Don't necessarily look at that way (i.e. "what is dragging me down?") but think about it this way-- what else do you have on your credit report that has boosted your regular score? You might have a very good regular credit score because of your payment history on credit cards, mortgages, etc. but on your auto loans you are a bit more "average".


----------



## ehchan (Feb 18, 2009)

I'm a former BMWFS customer, so I wonder if I got better treatment... Anyways, they approved me for 5 years at 2.9%, no money down with a 693 auto credit score. Perhaps your stated income has as much weight as the score itself... A high credit score is no good if your income can't cover the payment!


----------



## SARAFIL (Feb 19, 2003)

ehchan said:


> I'm a former BMWFS customer, so I wonder if I got better treatment... Anyways, they approved me for 5 years at 2.9%, no money down with a 693 auto credit score. Perhaps your stated income has as much weight as the score itself... A high credit score is no good if your income can't cover the payment!


Score is key. Income, payment, etc. will determine whether or not they approve you, but the decision about whether or not you qualify for a certain rate is based on your score and only your score. You can be a new customer or have leased 10+ BMWs, it won't make a difference-- your credit score determines if you qualify for certain rates. A 693 is perfectly fine, this would be a "Standard" approval for BMW. ("Elite" is 700-739, and "Super Elite" is 740+)


----------



## ard (Jul 1, 2009)

Vitacura said:


> t I have never been late on a car payment. Only thing I can think of is that I usually pay off the car loans two years into a five year note. .





SARAFIL said:


> You might have a very good regular credit score because of your payment history on credit cards, mortgages, etc. but on your auto loans you are a bit more "average".


If he has never been late on a car payment, how can that make him "more average"?


----------



## SARAFIL (Feb 19, 2003)

ard said:


> If he has never been late on a car payment, how can that make him "more average"?

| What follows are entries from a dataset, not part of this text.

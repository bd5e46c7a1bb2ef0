use crate::{error::MissingRoleError, Role, User};

///
/// Validates that user has the required role.
///
/// ### Errors
/// - [MissingRoleError] when user has a different role
///
pub fn require_role(user: &User, role: Role) -> Result<(), MissingRoleError> {
    match user.role == role {
        true => Ok(()),
        false => Err(MissingRoleError {
            missing_role: role.as_ref().to_string(),
        }),
    }
}

#[cfg(test)]
mod test {
    use super::*;

    fn user_with_role(role: Role) -> User {
        User::new(
            "jane@example.com".to_string(),
            "Jane".to_string(),
            "Doe".to_string(),
            role,
        )
    }

    #[test]
    fn require_role_user_has_role() {
        let user = user_with_role(Role::Admin);

        let result = require_role(&user, Role::Admin);

        assert!(result.is_ok());
    }

    #[test]
    fn require_role_user_does_not_have_role() {
        let user = user_with_role(Role::User);

        let err = require_role(&user, Role::Admin).unwrap_err();

        assert_eq!(err.missing_role, "admin");
    }
}
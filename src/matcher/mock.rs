//! Mock image matcher for testing
//!
//! Returns a scripted sequence of outcomes and counts calls, so tests can
//! assert exactly how many attempts the locator loop performed and when it
//! short-circuited.

use std::collections::VecDeque;
use std::path::Path;
use std::sync::Mutex;
use std::sync::atomic::{AtomicU32, Ordering};

use async_trait::async_trait;

use crate::{
    error::{LocatorError, LocatorResult},
    model::ScreenLocation,
};

use super::ImageMatcher;

/// One scripted matcher outcome
#[derive(Debug, Clone)]
enum Outcome {
    Found(ScreenLocation),
    NotFound,
    Error,
}

/// Mock matcher with a scripted outcome sequence and call counting
///
/// The script is consumed call by call; once exhausted, the fallback
/// outcome repeats forever.
#[derive(Debug)]
pub struct MockMatcher {
    script:   Mutex<VecDeque<Outcome>>,
    fallback: Outcome,
    calls:    AtomicU32,
}

impl MockMatcher {
    /// Matcher that never finds the query
    pub fn never_found() -> Self {
        Self {
            script:   Mutex::new(VecDeque::new()),
            fallback: Outcome::NotFound,
            calls:    AtomicU32::new(0),
        }
    }

    /// Matcher that reports `location` on every call
    pub fn always_found(location: ScreenLocation) -> Self {
        Self {
            script:   Mutex::new(VecDeque::new()),
            fallback: Outcome::Found(location),
            calls:    AtomicU32::new(0),
        }
    }

    /// Matcher that misses `misses` times, then reports `location` forever
    pub fn found_after(misses: u32, location: ScreenLocation) -> Self {
        Self {
            script:   Mutex::new((0..misses).map(|_| Outcome::NotFound).collect()),
            fallback: Outcome::Found(location),
            calls:    AtomicU32::new(0),
        }
    }

    /// Matcher that fails with an error `errors` times, then reports
    /// `location` forever
    pub fn erroring_first(errors: u32, location: ScreenLocation) -> Self {
        Self {
            script:   Mutex::new((0..errors).map(|_| Outcome::Error).collect()),
            fallback: Outcome::Found(location),
            calls:    AtomicU32::new(0),
        }
    }

    /// Matcher that reports `location` for the first `hits` calls, then
    /// misses forever (disappearance scenarios)
    pub fn lost_after(hits: u32, location: ScreenLocation) -> Self {
        Self {
            script:   Mutex::new((0..hits).map(|_| Outcome::Found(location)).collect()),
            fallback: Outcome::NotFound,
            calls:    AtomicU32::new(0),
        }
    }

    /// Number of find calls made so far
    pub fn call_count(&self) -> u32 {
        self.calls.load(Ordering::SeqCst)
    }

    fn next_outcome(&self) -> Outcome {
        self.script
            .lock()
            .expect("matcher script lock poisoned")
            .pop_front()
            .unwrap_or_else(|| self.fallback.clone())
    }
}

#[async_trait]
impl ImageMatcher for MockMatcher {
    async fn find(
        &self,
        _query: &Path,
        _scene: &Path,
        _tolerance: f64,
    ) -> LocatorResult<Option<ScreenLocation>> {
        self.calls.fetch_add(1, Ordering::SeqCst);

        match self.next_outcome() {
            Outcome::Found(location) => Ok(Some(location)),
            Outcome::NotFound => Ok(None),
            Outcome::Error => Err(LocatorError::ImageError(
                "scripted matcher failure".to_string(),
            )),
        }
    }
}

#[cfg(test)]
mod tests {
    use super::*;
    use crate::model::Point;

    fn location() -> ScreenLocation {
        ScreenLocation::from_corners(
            Point::new(10.0, 20.0),
            Point::new(110.0, 20.0),
            Point::new(10.0, 70.0),
            Point::new(110.0, 70.0),
        )
    }

    #[tokio::test]
    async fn test_never_found() {
        let matcher = MockMatcher::never_found();
        let query = Path::new("query.png");
        let scene = Path::new("scene.png");

        assert!(matcher.find(query, scene, 0.6).await.unwrap().is_none());
        assert!(matcher.find(query, scene, 0.6).await.unwrap().is_none());
        assert_eq!(matcher.call_count(), 2);
    }

    #[tokio::test]
    async fn test_found_after_misses() {
        let matcher = MockMatcher::found_after(2, location());
        let query = Path::new("query.png");
        let scene = Path::new("scene.png");

        assert!(matcher.find(query, scene, 0.6).await.unwrap().is_none());
        assert!(matcher.find(query, scene, 0.6).await.unwrap().is_none());
        let hit = matcher.find(query, scene, 0.6).await.unwrap();
        assert_eq!(hit, Some(location()));
        assert_eq!(matcher.call_count(), 3);
    }

    #[tokio::test]
    async fn test_erroring_first() {
        let matcher = MockMatcher::erroring_first(1, location());
        let query = Path::new("query.png");
        let scene = Path::new("scene.png");

        assert!(matcher.find(query, scene, 0.6).await.is_err());
        assert!(matcher.find(query, scene, 0.6).await.unwrap().is_some());
    }

    #[tokio::test]
    async fn test_lost_after_hits() {
        let matcher = MockMatcher::lost_after(3, location());
        let query = Path::new("query.png");
        let scene = Path::new("scene.png");

        for _ in 0..3 {
            assert!(matcher.find(query, scene, 0.6).await.unwrap().is_some());
        }
        assert!(matcher.find(query, scene, 0.6).await.unwrap().is_none());
    }
}
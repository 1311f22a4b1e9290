//! Image matcher boundary
//!
//! The feature-matching algorithm itself is an external collaborator: given
//! a query image, a scene (screenshot) image, and a similarity tolerance, it
//! either returns the located quadrilateral plus center in scene-pixel
//! coordinates or reports no sufficiently confident match. Typical
//! implementations wrap an OpenCV AKAZE/ORB pipeline or a template-matching
//! library; the locator only depends on this trait.

use std::path::Path;

use async_trait::async_trait;

use crate::{error::LocatorResult, model::ScreenLocation};

pub mod mock;

pub use mock::MockMatcher;

/// Finds a query image inside a scene image
///
/// Coordinates in the returned [`ScreenLocation`] are scene pixels; the
/// locator applies retina correction and bounds validation afterwards.
/// Results should be deterministic enough that the same image pair and
/// tolerance produce the same answer.
#[async_trait]
pub trait ImageMatcher: Send + Sync {
    /// Searches `scene` for `query` at the given similarity tolerance
    ///
    /// Returns `Ok(None)` when no sufficiently confident match exists;
    /// that is a normal negative result, not an error.
    async fn find(
        &self,
        query: &Path,
        scene: &Path,
        tolerance: f64,
    ) -> LocatorResult<Option<ScreenLocation>>;
}
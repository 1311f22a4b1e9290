//! Screenshot artifact storage
//!
//! This module provides a thread-safe manager for the directory that holds
//! per-attempt screenshots. Every attempt of a search produces its own file,
//! named `{queryBaseName}_screenshot_{attemptIndex}.png`, so successive
//! attempts never overwrite each other and the evidence survives for
//! post-hoc debugging. The store is append-only: files are tracked but
//! never deleted.
//!
//! # Examples
//!
//! ```
//! use image_locator::util::store::ScreenshotStore;
//!
//! let dir = std::env::temp_dir().join("image-locator-doc");
//! let store = ScreenshotStore::new(&dir);
//!
//! let path = store.screenshot_path("login_button", 0).unwrap();
//! assert!(path.ends_with("login_button_screenshot_0.png"));
//! ```

use std::{
    fs,
    path::{Path, PathBuf},
    sync::{Arc, Mutex},
};

use chrono::{DateTime, Utc};

use crate::error::{LocatorError, LocatorResult};

/// A screenshot artifact recorded by the store
#[derive(Debug, Clone)]
pub struct ScreenshotRecord {
    /// Path to the screenshot file
    pub path:      PathBuf,
    /// Timestamp when the attempt produced the file
    pub timestamp: DateTime<Utc>,
}

/// Thread-safe manager for the screenshots directory
///
/// Tracks every artifact produced by the locator so a test report can
/// enumerate the evidence afterwards. Unlike a temp-file manager there is
/// no cleanup on drop: screenshots are the debugging record of a search
/// and outlive the store.
#[derive(Clone, Debug)]
pub struct ScreenshotStore {
    root:  PathBuf,
    files: Arc<Mutex<Vec<ScreenshotRecord>>>,
}

impl ScreenshotStore {
    /// Creates a store rooted at `root` (e.g., `reports/screenshots`)
    ///
    /// The directory is created lazily on first use.
    pub fn new(root: impl Into<PathBuf>) -> Self {
        Self {
            root:  root.into(),
            files: Arc::new(Mutex::new(Vec::new())),
        }
    }

    /// The directory that holds the screenshot artifacts
    pub fn root(&self) -> &Path {
        &self.root
    }

    /// Ensures the screenshots directory exists, creating it if necessary
    fn ensure_root(&self) -> LocatorResult<()> {
        if !self.root.exists() {
            fs::create_dir_all(&self.root).map_err(LocatorError::IoError)?;
        }
        Ok(())
    }

    /// Returns the artifact path for one attempt of a search
    ///
    /// The filename contract is `{queryBaseName}_screenshot_{attemptIndex}.png`;
    /// the attempt index keeps intermediate screenshots distinct.
    pub fn screenshot_path(&self, query_name: &str, attempt: u32) -> LocatorResult<PathBuf> {
        self.ensure_root()?;
        Ok(self
            .root
            .join(format!("{query_name}_screenshot_{attempt}.png")))
    }

    /// Records a produced artifact with the current timestamp
    pub fn record(&self, path: PathBuf) {
        let record = ScreenshotRecord {
            path,
            timestamp: Utc::now(),
        };
        self.files
            .lock()
            .expect("screenshot record lock poisoned")
            .push(record);
    }

    /// Snapshot of every artifact recorded so far
    pub fn records(&self) -> Vec<ScreenshotRecord> {
        self.files
            .lock()
            .expect("screenshot record lock poisoned")
            .clone()
    }
}

#[cfg(test)]
mod tests {
    use super::*;

    fn temp_store() -> (tempfile::TempDir, ScreenshotStore) {
        let dir = tempfile::tempdir().unwrap();
        let store = ScreenshotStore::new(dir.path().join("screenshots"));
        (dir, store)
    }

    #[test]
    fn test_screenshot_path_naming_contract() {
        let (_dir, store) = temp_store();

        let p0 = store.screenshot_path("login_button", 0).unwrap();
        let p1 = store.screenshot_path("login_button", 1).unwrap();

        assert!(p0.ends_with("login_button_screenshot_0.png"));
        assert!(p1.ends_with("login_button_screenshot_1.png"));
        assert_ne!(p0, p1, "attempt index must keep artifacts distinct");
    }

    #[test]
    fn test_root_created_lazily() {
        let (_dir, store) = temp_store();
        assert!(!store.root().exists());

        store.screenshot_path("spinner", 0).unwrap();
        assert!(store.root().exists());
    }

    #[test]
    fn test_records_are_append_only() {
        let (_dir, store) = temp_store();

        store.record(PathBuf::from("a_screenshot_0.png"));
        store.record(PathBuf::from("a_screenshot_1.png"));

        let records = store.records();
        assert_eq!(records.len(), 2);
        assert!(records[0].path.ends_with("a_screenshot_0.png"));
        assert!(records[1].timestamp >= records[0].timestamp);
    }

    #[test]
    fn test_clone_shares_record_list() {
        let (_dir, store) = temp_store();
        let clone = store.clone();

        store.record(PathBuf::from("b_screenshot_0.png"));
        assert_eq!(clone.records().len(), 1);
    }
}
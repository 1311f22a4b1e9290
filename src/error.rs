//! Error types for image location operations
//!
//! This module defines the error taxonomy for the locator engine. The
//! important split is [`LocatorError::is_recoverable`]: recoverable errors
//! (a screenshot tool exiting nonzero, a capture timing out) are logged and
//! absorbed by the retry loop, while configuration errors (a missing device
//! identifier, invalid settings) abort the whole search.
//!
//! "Image not found" and "match out of screen bounds" are deliberately not
//! error variants: they are normal negative results surfaced through
//! [`SearchResult`](crate::model::SearchResult).

use crate::model::PlatformKind;

/// Result type alias for locator operations
pub type LocatorResult<T> = Result<T, LocatorError>;

/// Error type for screenshot capture, matching, and OCR operations
///
/// Each variant carries context about what went wrong and provides
/// remediation guidance through the `remediation_hint()` method.
#[derive(Debug, thiserror::Error)]
pub enum LocatorError {
    /// The device identifier required for capture is structurally missing
    #[error("No device identifier configured for {platform} capture")]
    MissingDeviceId {
        /// Platform whose capture path requires the identifier
        platform: PlatformKind,
    },

    /// A screenshot or shell tool exited nonzero or could not be spawned
    #[error("Capture tool '{tool}' failed: {reason}")]
    CaptureFailed {
        /// Name of the external tool (e.g., "idevicescreenshot", "adb")
        tool:   String,
        /// Why the invocation failed
        reason: String,
    },

    /// An external process exceeded its time budget
    #[error("Capture tool '{tool}' timed out after {duration_ms}ms")]
    CaptureTimeout {
        /// Name of the external tool
        tool:        String,
        /// Timeout duration in milliseconds
        duration_ms: u64,
    },

    /// The device screen size could not be determined
    #[error("Screen size unavailable: {reason}")]
    ScreenSizeUnavailable {
        /// Why the size query or parse failed
        reason: String,
    },

    /// Invalid search or engine parameter
    #[error("Invalid parameter '{parameter}': {reason}")]
    InvalidParameter {
        /// Name of the invalid parameter
        parameter: String,
        /// Reason why it's invalid
        reason:    String,
    },

    /// Text extraction from a cropped image failed
    #[error("OCR failed: {reason}")]
    OcrFailed {
        /// Why text extraction failed
        reason: String,
    },

    /// I/O error occurred
    #[error("I/O error: {0}")]
    IoError(#[from] std::io::Error),

    /// Image decode, encode, or crop error
    #[error("Image processing error: {0}")]
    ImageError(String),
}

impl From<image::ImageError> for LocatorError {
    fn from(err: image::ImageError) -> Self {
        LocatorError::ImageError(err.to_string())
    }
}

impl LocatorError {
    /// Whether the retry loop may absorb this error and proceed to the
    /// next attempt
    ///
    /// Per-attempt failures of the capture tooling are recoverable; missing
    /// configuration is not, since every subsequent attempt would fail the
    /// same way.
    pub fn is_recoverable(&self) -> bool {
        matches!(
            self,
            LocatorError::CaptureFailed { .. }
                | LocatorError::CaptureTimeout { .. }
                | LocatorError::IoError(_)
        )
    }

    /// Returns an actionable remediation hint for this error
    ///
    /// # Examples
    ///
    /// ```
    /// use image_locator::{error::LocatorError, model::PlatformKind};
    ///
    /// let error = LocatorError::MissingDeviceId {
    ///     platform: PlatformKind::Ios,
    /// };
    /// assert!(error.remediation_hint().contains("UDID"));
    /// ```
    pub fn remediation_hint(&self) -> &str {
        match self {
            LocatorError::MissingDeviceId { platform } => match platform {
                PlatformKind::Ios => {
                    "Set the device UDID (e.g., from `idevice_id -l`) when constructing the iOS \
                     screenshot provider. idevicescreenshot cannot pick a device on its own when \
                     several are attached."
                }
                PlatformKind::Android => {
                    "Pass the device serial (from `adb devices`) when more than one device is \
                     attached, or connect exactly one device."
                }
            },
            LocatorError::CaptureFailed { tool, .. } => match tool.as_str() {
                "idevicescreenshot" => {
                    "Check that libimobiledevice is installed, the device is paired and unlocked, \
                     and the UDID matches an attached device."
                }
                "adb" => {
                    "Check that adb is on PATH and `adb devices` lists the target device as \
                     'device' (not 'unauthorized' or 'offline')."
                }
                "sips" => {
                    "sips ships with macOS; on other hosts convert the capture to PNG with a \
                     different tool or skip conversion."
                }
                _ => "Check that the capture tool is installed and the device is reachable.",
            },
            LocatorError::CaptureTimeout { .. } => {
                "The external tool did not finish within its time budget. Check for a stuck \
                 device connection or raise the per-call timeout on the provider."
            }
            LocatorError::ScreenSizeUnavailable { .. } => {
                "Screen size comes from `adb shell dumpsys window` on Android or the automation \
                 driver on iOS. Verify the device is attached and the dumpsys output contains \
                 mUnrestrictedScreen."
            }
            LocatorError::InvalidParameter { parameter, .. } => match parameter.as_str() {
                "retries" => "Retries must be at least 1.",
                "tolerance" => "Tolerance must be a finite value between 0.0 and 1.0.",
                _ => "Check the parameter value against the API documentation.",
            },
            LocatorError::OcrFailed { .. } => {
                "Check that tesseract is installed and the cropped image is readable. Low-contrast \
                 crops often extract poorly; try a tighter query image."
            }
            LocatorError::IoError(_) => {
                "An I/O error occurred. Check file permissions, disk space, and that the \
                 screenshots directory is writable."
            }
            LocatorError::ImageError(_) => {
                "Image processing failed. Ensure the screenshot file is a valid PNG and the crop \
                 region lies within the image."
            }
        }
    }
}
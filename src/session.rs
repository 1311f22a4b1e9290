//! Device-automation session boundary
//!
//! The automation driver (Appium or equivalent) is an external collaborator.
//! The locator never owns or mutates driver state; callers hold a session
//! handle and pass it explicitly where a helper needs it (for example
//! [`actions::find_and_tap`](crate::actions::find_and_tap)). The handle is
//! also where callers obtain the logical screen size the engine requires.

use async_trait::async_trait;

use crate::{error::LocatorResult, model::Dimension};

/// Handle to an open device-automation session
#[async_trait]
pub trait DeviceSession: Send + Sync {
    /// Logical screen size as the driver reports it
    async fn screen_size(&self) -> LocatorResult<Dimension>;

    /// Dismisses the on-screen keyboard if one is showing
    async fn hide_keyboard(&self) -> LocatorResult<()>;

    /// Taps at logical screen coordinates
    async fn tap(&self, x: f64, y: f64) -> LocatorResult<()>;

    /// Swipes from one logical point to another over `duration_ms`
    async fn swipe(&self, from: (f64, f64), to: (f64, f64), duration_ms: u64)
    -> LocatorResult<()>;
}

/// Mock session recording the calls made against it, for tests
#[derive(Debug, Default)]
pub struct MockSession {
    screen:       Option<Dimension>,
    taps:         std::sync::Mutex<Vec<(f64, f64)>>,
    swipes:       std::sync::Mutex<Vec<((f64, f64), (f64, f64), u64)>>,
    keyboard_ops: std::sync::atomic::AtomicU32,
}

impl MockSession {
    pub fn new() -> Self {
        Self::default()
    }

    /// Sets the screen size the session reports
    pub fn with_screen(mut self, screen: Dimension) -> Self {
        self.screen = Some(screen);
        self
    }

    /// The taps performed so far, in order
    pub fn taps(&self) -> Vec<(f64, f64)> {
        self.taps.lock().expect("taps lock poisoned").clone()
    }

    /// The swipes performed so far, in order
    pub fn swipes(&self) -> Vec<((f64, f64), (f64, f64), u64)> {
        self.swipes.lock().expect("swipes lock poisoned").clone()
    }

    pub fn hide_keyboard_count(&self) -> u32 {
        self.keyboard_ops.load(std::sync::atomic::Ordering::SeqCst)
    }
}

#[async_trait]
impl DeviceSession for MockSession {
    async fn screen_size(&self) -> LocatorResult<Dimension> {
        Ok(self.screen.unwrap_or(Dimension::new(414, 736)))
    }

    async fn hide_keyboard(&self) -> LocatorResult<()> {
        self.keyboard_ops
            .fetch_add(1, std::sync::atomic::Ordering::SeqCst);
        Ok(())
    }

    async fn tap(&self, x: f64, y: f64) -> LocatorResult<()> {
        self.taps.lock().expect("taps lock poisoned").push((x, y));
        Ok(())
    }

    async fn swipe(
        &self,
        from: (f64, f64),
        to: (f64, f64),
        duration_ms: u64,
    ) -> LocatorResult<()> {
        self.swipes
            .lock()
            .expect("swipes lock poisoned")
            .push((from, to, duration_ms));
        Ok(())
    }
}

If he does not have a lot of auto-specific credit, but he has a lot of "other" credit with very good payment history, low debt relative to credit limits, etc. and you take all that "other" good stuff out, I can see how it would result in a lower auto-specific score. Basically, he might have mostly "other" stuff on his credit report that has given him a very high score but there is not as much auto-specific credit history.


----------



## gregpoland (Dec 22, 2006)

Hey guys............ the bottom line is that you have to be standard i.e. 675 FICO score......... anything lower than that and the rate goes up.


----------



## AnonCA (Oct 26, 2010)

Greg is right. 675 clears the hurdle; doesn't matter on CPO rates if your score is better


----------



## eware3000 (Dec 28, 2010)

AnonCA said:


> Greg is right. 675 clears the hurdle; doesn't matter on CPO rates if your score is better


@ AnonCA
So what if you are >740 but want a CPO. Are you saying that doesn't matter?
I got a good rate from my credit union, but seems as if I want the No Cost Maintenance special on a CPO I have to finance through BMW Finance.


----------



## AnonCA (Oct 26, 2010)

If you pass the threshold of 675 (no matter if you're barely above or waaayyy above) you qualify for the best CPO rates. In addition, as long as you make 3 payments to BMW (check with your local CA to be certain), you can refi at your preferred bank/credit union and still benefit from the free Maintenance Plan Upgrade.


----------



## Steave (Jun 15, 2012)

*Auto financing after bankruptcy*

In my point of view, only some lenders look towards the credit score. There are lenders who wish to deal with people who have no credit or bad credit score as well. I suggest you to go with Complete Auto Loans, they deals better with such people. Hope you will experience it.


----------



## christianfahey (Apr 13, 2006)

SARAFIL said:


> Score is key. Income, payment, etc. will determine whether or not they approve you, but the decision about whether or not you qualify for a certain rate is based on your score and only your score. You can be a new customer or have leased 10+ BMWs, it won't make a difference-- your credit score determines if you qualify for certain rates. A 693 is perfectly fine, this would be a "Standard" approval for BMW. ("Elite" is 700-739, and "Super Elite" is 740+)


Interesting that they have a "super elite" category. Is there a special/lower rate or any other incentive for that?

EDIT: Sorry for the post, guess this question has been answered.


----------